Stored items:
★ ★ ★ ★ ★ ★ ★

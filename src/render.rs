use crate::engine::{
    EngineError, EngineEvent, EngineOptions, LayerKind, LayerSpec, ListenerId, MapEngine, MarkerId, MarkerSpec,
    Viewport, Visibility,
};
use crate::heatmap::{self, EvalContext};
use crate::types::{LngLat, ScreenPoint};
use anyhow::{Context, Result};
use geojson::{FeatureCollection, Value as GeoValue};
use image::{ImageBuffer, Rgba, RgbaImage};
use rayon::prelude::*;
use serde_json::Value;
use std::cell::{Ref, RefCell};
use std::collections::{BTreeMap, BTreeSet, HashMap};
use std::f64::consts::PI;
use std::path::Path;
use std::rc::Rc;
use tracing::{info, warn};

// Mapbox-style world tiles are 512px wide.
const TILE_SIZE: f64 = 512.0;
const BACKGROUND: Rgba<u8> = Rgba([236, 236, 232, 255]);
const MARKER_WIDTH: i64 = 44;
const MARKER_HEIGHT: i64 = 18;

/// Every mutating call the engine applied, in order.
#[derive(Debug, Clone, PartialEq)]
pub enum EngineCall {
    AddSource { id: String, features: usize },
    SetSourceData { id: String, features: usize },
    AddLayer { id: String },
    SetLayout { layer: String, name: String, value: Value },
    SetPaint { layer: String, name: String, value: Value },
    AddMarker { marker: MarkerId, deal_id: u32 },
    RemoveMarker { marker: MarkerId, existed: bool },
    Destroy,
}

pub type CallLog = Rc<RefCell<Vec<EngineCall>>>;

#[derive(Debug, Clone, Copy, PartialEq)]
pub struct Camera {
    pub center: LngLat,
    pub zoom: f64,
}

#[derive(Debug)]
struct Layer {
    spec: LayerSpec,
}

/// Headless engine: web-mercator camera, in-memory style, PNG snapshots.
pub struct RasterEngine {
    camera: Camera,
    width: u32,
    height: u32,
    has_basemap: bool,
    style_loaded: bool,
    sources: HashMap<String, FeatureCollection>,
    layers: Vec<Layer>,
    markers: BTreeMap<MarkerId, MarkerSpec>,
    listeners: BTreeSet<ListenerId>,
    next_id: u64,
    events: Vec<EngineEvent>,
    log: CallLog,
}

impl RasterEngine {
    pub fn new(options: &EngineOptions) -> Self {
        let has_basemap = !options.access_token.trim().is_empty();
        if !has_basemap {
            warn!("no map access token configured, basemap tiles will not load");
        }
        Self {
            camera: Camera { center: options.center, zoom: options.zoom },
            width: options.width,
            height: options.height,
            has_basemap,
            style_loaded: false,
            sources: HashMap::new(),
            layers: Vec::new(),
            markers: BTreeMap::new(),
            listeners: BTreeSet::new(),
            next_id: 1,
            events: Vec::new(),
            log: Rc::new(RefCell::new(Vec::new())),
        }
    }

    pub fn camera(&self) -> Camera {
        self.camera
    }

    pub fn has_basemap(&self) -> bool {
        self.has_basemap
    }

    pub fn calls(&self) -> Ref<'_, Vec<EngineCall>> {
        self.log.borrow()
    }

    /// Shared handle on the call log that outlives the engine.
    pub fn call_log(&self) -> CallLog {
        Rc::clone(&self.log)
    }

    /// Completes the asynchronous style load.
    pub fn finish_style_load(&mut self) {
        if !self.style_loaded {
            self.style_loaded = true;
            self.events.push(EngineEvent::StyleLoaded);
        }
    }

    pub fn jump_to(&mut self, center: LngLat, zoom: f64) {
        self.camera = Camera { center, zoom };
        self.events.extend(self.listeners.iter().map(|&listener| EngineEvent::Move { listener }));
    }

    /// Clicks a marker. Marker clicks stop propagation: no map click follows.
    pub fn click_marker(&mut self, marker: MarkerId) -> bool {
        if self.markers.contains_key(&marker) {
            self.events.push(EngineEvent::MarkerClicked { marker });
            true
        } else {
            false
        }
    }

    /// Clicks the map at a pixel, hitting a marker first if one is there.
    pub fn click_at(&mut self, point: ScreenPoint) {
        let hit = self
            .markers
            .iter()
            .rev()
            .find(|(_, spec)| self.marker_rect(spec).contains(point.x, point.y))
            .map(|(id, _)| *id);
        match hit {
            Some(marker) => self.events.push(EngineEvent::MarkerClicked { marker }),
            None => self.events.push(EngineEvent::MapClicked { point }),
        }
    }

    pub fn marker_for_deal(&self, deal_id: u32) -> Option<MarkerId> {
        self.markers.iter().find(|(_, spec)| spec.deal_id == deal_id).map(|(id, _)| *id)
    }

    pub fn markers(&self) -> impl Iterator<Item = &MarkerSpec> {
        self.markers.values()
    }

    pub fn move_listener_count(&self) -> usize {
        self.listeners.len()
    }

    pub fn source_feature_count(&self, id: &str) -> Option<usize> {
        self.sources.get(id).map(|fc| fc.features.len())
    }

    pub fn layer_visible(&self, id: &str) -> Option<bool> {
        self.layer(id).map(|l| l.spec.visibility == Visibility::Visible)
    }

    pub fn paint_property(&self, layer: &str, name: &str) -> Option<Value> {
        self.layer(layer).and_then(|l| l.spec.paint.get(name).cloned())
    }

    fn layer(&self, id: &str) -> Option<&Layer> {
        self.layers.iter().find(|l| l.spec.id == id)
    }

    fn layer_mut(&mut self, id: &str) -> Result<&mut Layer, EngineError> {
        if !self.style_loaded {
            return Err(EngineError::NotReady);
        }
        self.layers
            .iter_mut()
            .find(|l| l.spec.id == id)
            .ok_or_else(|| EngineError::UnknownLayer(id.to_string()))
    }

    fn record(&self, call: EngineCall) {
        self.log.borrow_mut().push(call);
    }

    fn next(&mut self) -> u64 {
        let id = self.next_id;
        self.next_id += 1;
        id
    }

    fn marker_rect(&self, spec: &MarkerSpec) -> PixelRect {
        let anchor = self.project(spec.position);
        PixelRect {
            x0: anchor.x.round() as i64 - MARKER_WIDTH / 2,
            y0: anchor.y.round() as i64,
            x1: anchor.x.round() as i64 + MARKER_WIDTH / 2,
            y1: anchor.y.round() as i64 + MARKER_HEIGHT,
        }
    }

    /// Rasterizes basemap placeholder, visible heatmap layers and markers.
    pub fn snapshot(&self) -> RgbaImage {
        let mut img: RgbaImage = ImageBuffer::from_pixel(self.width, self.height, BACKGROUND);
        if self.width == 0 || self.height == 0 {
            warn!(width = self.width, height = self.height, "empty viewport, nothing to draw");
            return img;
        }
        if self.style_loaded {
            for layer in self.layers.iter().filter(|l| l.spec.visibility == Visibility::Visible) {
                match layer.spec.kind {
                    LayerKind::Heatmap => {
                        if let Some(source) = self.sources.get(&layer.spec.source) {
                            self.draw_heatmap(&mut img, &layer.spec, source);
                        }
                    }
                }
            }
        }
        for spec in self.markers.values() {
            self.draw_marker(&mut img, spec);
        }
        img
    }

    pub fn save_png(&self, path: &Path) -> Result<()> {
        if let Some(parent) = path.parent().filter(|p| !p.as_os_str().is_empty()) {
            std::fs::create_dir_all(parent)
                .with_context(|| format!("Failed to create output directory: {:?}", parent))?;
        }
        self.snapshot()
            .save(path)
            .with_context(|| format!("Failed to save snapshot: {:?}", path))?;
        info!(path = ?path, "snapshot written");
        Ok(())
    }

    fn draw_heatmap(&self, img: &mut RgbaImage, spec: &LayerSpec, source: &FeatureCollection) {
        let zoom_ctx = EvalContext { zoom: self.camera.zoom, ..Default::default() };
        let radius = paint_number(spec, heatmap::RADIUS, &zoom_ctx, 30.0).max(1.0);
        let intensity = paint_number(spec, heatmap::INTENSITY, &zoom_ctx, 1.0);
        let opacity = paint_number(spec, heatmap::OPACITY, &zoom_ctx, 1.0).clamp(0.0, 1.0);

        // (pixel x, pixel y, weight * intensity) per point feature
        let points: Vec<(f64, f64, f64)> = source
            .features
            .iter()
            .filter_map(|feature| {
                let position = match &feature.geometry.as_ref()?.value {
                    GeoValue::Point(coords) if coords.len() >= 2 => LngLat { lng: coords[0], lat: coords[1] },
                    _ => return None,
                };
                let ctx = EvalContext { properties: feature.properties.as_ref(), ..zoom_ctx };
                let weight = paint_number(spec, heatmap::WEIGHT, &ctx, 1.0);
                let p = self.project(position);
                Some((p.x, p.y, weight * intensity))
            })
            .collect();

        let color_expr = spec.paint.get(heatmap::COLOR);
        let row_len = self.width as usize * 4;
        img.par_chunks_mut(row_len).enumerate().for_each(|(y, row)| {
            for (x, pixel) in row.chunks_mut(4).enumerate() {
                let density = kernel_density(&points, x as f64, y as f64, radius);
                if density <= 0.0 {
                    continue;
                }
                let ctx = EvalContext { density: density.min(1.0), ..zoom_ctx };
                let color = color_expr.and_then(|e| heatmap::evaluate(e, &ctx)).and_then(heatmap::Output::as_color);
                let Some(color) = color else {
                    continue;
                };
                blend(pixel, color, color[3] * opacity);
            }
        });
    }

    fn draw_marker(&self, img: &mut RgbaImage, spec: &MarkerSpec) {
        let rect = self.marker_rect(spec);
        let fill = hex_to_rgba(&spec.color);
        let (w, h) = (i64::from(self.width), i64::from(self.height));
        for y in rect.y0.max(0)..rect.y1.min(h) {
            for x in rect.x0.max(0)..rect.x1.min(w) {
                let edge = y == rect.y0 || y == rect.y1 - 1 || x == rect.x0 || x == rect.x1 - 1;
                let color = if edge { Rgba([40, 40, 40, 255]) } else { fill };
                img.put_pixel(x as u32, y as u32, color);
            }
        }
    }
}

impl Viewport for RasterEngine {
    fn project(&self, position: LngLat) -> ScreenPoint {
        let (px, py) = world_pixel(position, self.camera.zoom);
        let (cx, cy) = world_pixel(self.camera.center, self.camera.zoom);
        ScreenPoint {
            x: px - cx + f64::from(self.width) / 2.0,
            y: py - cy + f64::from(self.height) / 2.0,
        }
    }

    fn on_move(&mut self) -> ListenerId {
        let id = ListenerId(self.next());
        self.listeners.insert(id);
        id
    }

    fn off_move(&mut self, listener: ListenerId) -> bool {
        self.listeners.remove(&listener)
    }
}

impl MapEngine for RasterEngine {
    fn is_style_loaded(&self) -> bool {
        self.style_loaded
    }

    fn add_source(&mut self, id: &str, data: FeatureCollection) -> Result<(), EngineError> {
        if !self.style_loaded {
            return Err(EngineError::NotReady);
        }
        if self.sources.contains_key(id) {
            return Err(EngineError::DuplicateSource(id.to_string()));
        }
        self.record(EngineCall::AddSource { id: id.to_string(), features: data.features.len() });
        self.sources.insert(id.to_string(), data);
        Ok(())
    }

    fn set_source_data(&mut self, id: &str, data: FeatureCollection) -> Result<(), EngineError> {
        if !self.style_loaded {
            return Err(EngineError::NotReady);
        }
        let source = self
            .sources
            .get_mut(id)
            .ok_or_else(|| EngineError::UnknownSource(id.to_string()))?;
        let features = data.features.len();
        *source = data;
        self.record(EngineCall::SetSourceData { id: id.to_string(), features });
        Ok(())
    }

    fn add_layer(&mut self, layer: LayerSpec) -> Result<(), EngineError> {
        if !self.style_loaded {
            return Err(EngineError::NotReady);
        }
        if self.layer(&layer.id).is_some() {
            return Err(EngineError::DuplicateLayer(layer.id));
        }
        if !self.sources.contains_key(&layer.source) {
            return Err(EngineError::UnknownSource(layer.source));
        }
        self.record(EngineCall::AddLayer { id: layer.id.clone() });
        self.layers.push(Layer { spec: layer });
        Ok(())
    }

    fn set_layout_property(&mut self, layer: &str, name: &str, value: Value) -> Result<(), EngineError> {
        let target = self.layer_mut(layer)?;
        if name == "visibility" {
            target.spec.visibility = match value.as_str() {
                Some("none") => Visibility::None,
                _ => Visibility::Visible,
            };
        }
        self.record(EngineCall::SetLayout { layer: layer.to_string(), name: name.to_string(), value });
        Ok(())
    }

    fn set_paint_property(&mut self, layer: &str, name: &str, value: Value) -> Result<(), EngineError> {
        let target = self.layer_mut(layer)?;
        target.spec.paint.insert(name.to_string(), value.clone());
        self.record(EngineCall::SetPaint { layer: layer.to_string(), name: name.to_string(), value });
        Ok(())
    }

    fn add_marker(&mut self, marker: MarkerSpec) -> MarkerId {
        let id = MarkerId(self.next());
        self.record(EngineCall::AddMarker { marker: id, deal_id: marker.deal_id });
        self.markers.insert(id, marker);
        id
    }

    fn remove_marker(&mut self, marker: MarkerId) -> bool {
        let existed = self.markers.remove(&marker).is_some();
        self.record(EngineCall::RemoveMarker { marker, existed });
        existed
    }

    fn take_events(&mut self) -> Vec<EngineEvent> {
        std::mem::take(&mut self.events)
    }

    fn destroy(self) {
        if !self.markers.is_empty() {
            warn!(markers = self.markers.len(), "engine destroyed with markers still attached");
        }
        self.record(EngineCall::Destroy);
    }
}

struct PixelRect {
    x0: i64,
    y0: i64,
    x1: i64,
    y1: i64,
}

impl PixelRect {
    fn contains(&self, x: f64, y: f64) -> bool {
        x >= self.x0 as f64 && x < self.x1 as f64 && y >= self.y0 as f64 && y < self.y1 as f64
    }
}

fn paint_number(spec: &LayerSpec, name: &str, ctx: &EvalContext, fallback: f64) -> f64 {
    spec.paint
        .get(name)
        .and_then(|expr| heatmap::evaluate(expr, ctx))
        .and_then(heatmap::Output::as_number)
        .unwrap_or(fallback)
}

// Web mercator world pixel coordinates at a fractional zoom.
fn world_pixel(position: LngLat, zoom: f64) -> (f64, f64) {
    let scale = TILE_SIZE * 2.0_f64.powf(zoom);
    let x = (position.lng + 180.0) / 360.0 * scale;
    let lat_rad = position.lat.to_radians();
    let y = (1.0 - (lat_rad.tan() + (1.0 / lat_rad.cos())).ln() / PI) / 2.0 * scale;
    (x, y)
}

// Gaussian kernel, effectively zero beyond the radius.
fn kernel_density(points: &[(f64, f64, f64)], x: f64, y: f64, radius: f64) -> f64 {
    let sigma = radius / 3.0;
    points
        .iter()
        .filter_map(|&(px, py, w)| {
            let d2 = (px - x).powi(2) + (py - y).powi(2);
            (d2 <= radius * radius).then(|| w * (-d2 / (2.0 * sigma * sigma)).exp())
        })
        .sum()
}

fn blend(pixel: &mut [u8], color: [f64; 4], alpha: f64) {
    let alpha = alpha.clamp(0.0, 1.0);
    for i in 0..3 {
        let base = f64::from(pixel[i]);
        pixel[i] = (base + (color[i] - base) * alpha).round().clamp(0.0, 255.0) as u8;
    }
}

fn hex_to_rgba(hex: &str) -> Rgba<u8> {
    let hex = hex.trim_start_matches('#');
    let channel = |range: std::ops::Range<usize>| {
        hex.get(range).and_then(|h| u8::from_str_radix(h, 16).ok()).unwrap_or(0)
    };
    Rgba([channel(0..2), channel(2..4), channel(4..6), 255])
}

★ ★ ★ ★ ★ ★ ★

PROMPT »
In the entries above, identify every line with the string "channel".

OUTPUT OF THE TASK »
    let channel = |range: std::ops::Range<usize>| {
    Rgba([channel(0..2), channel(2..4), channel(4..6), 255])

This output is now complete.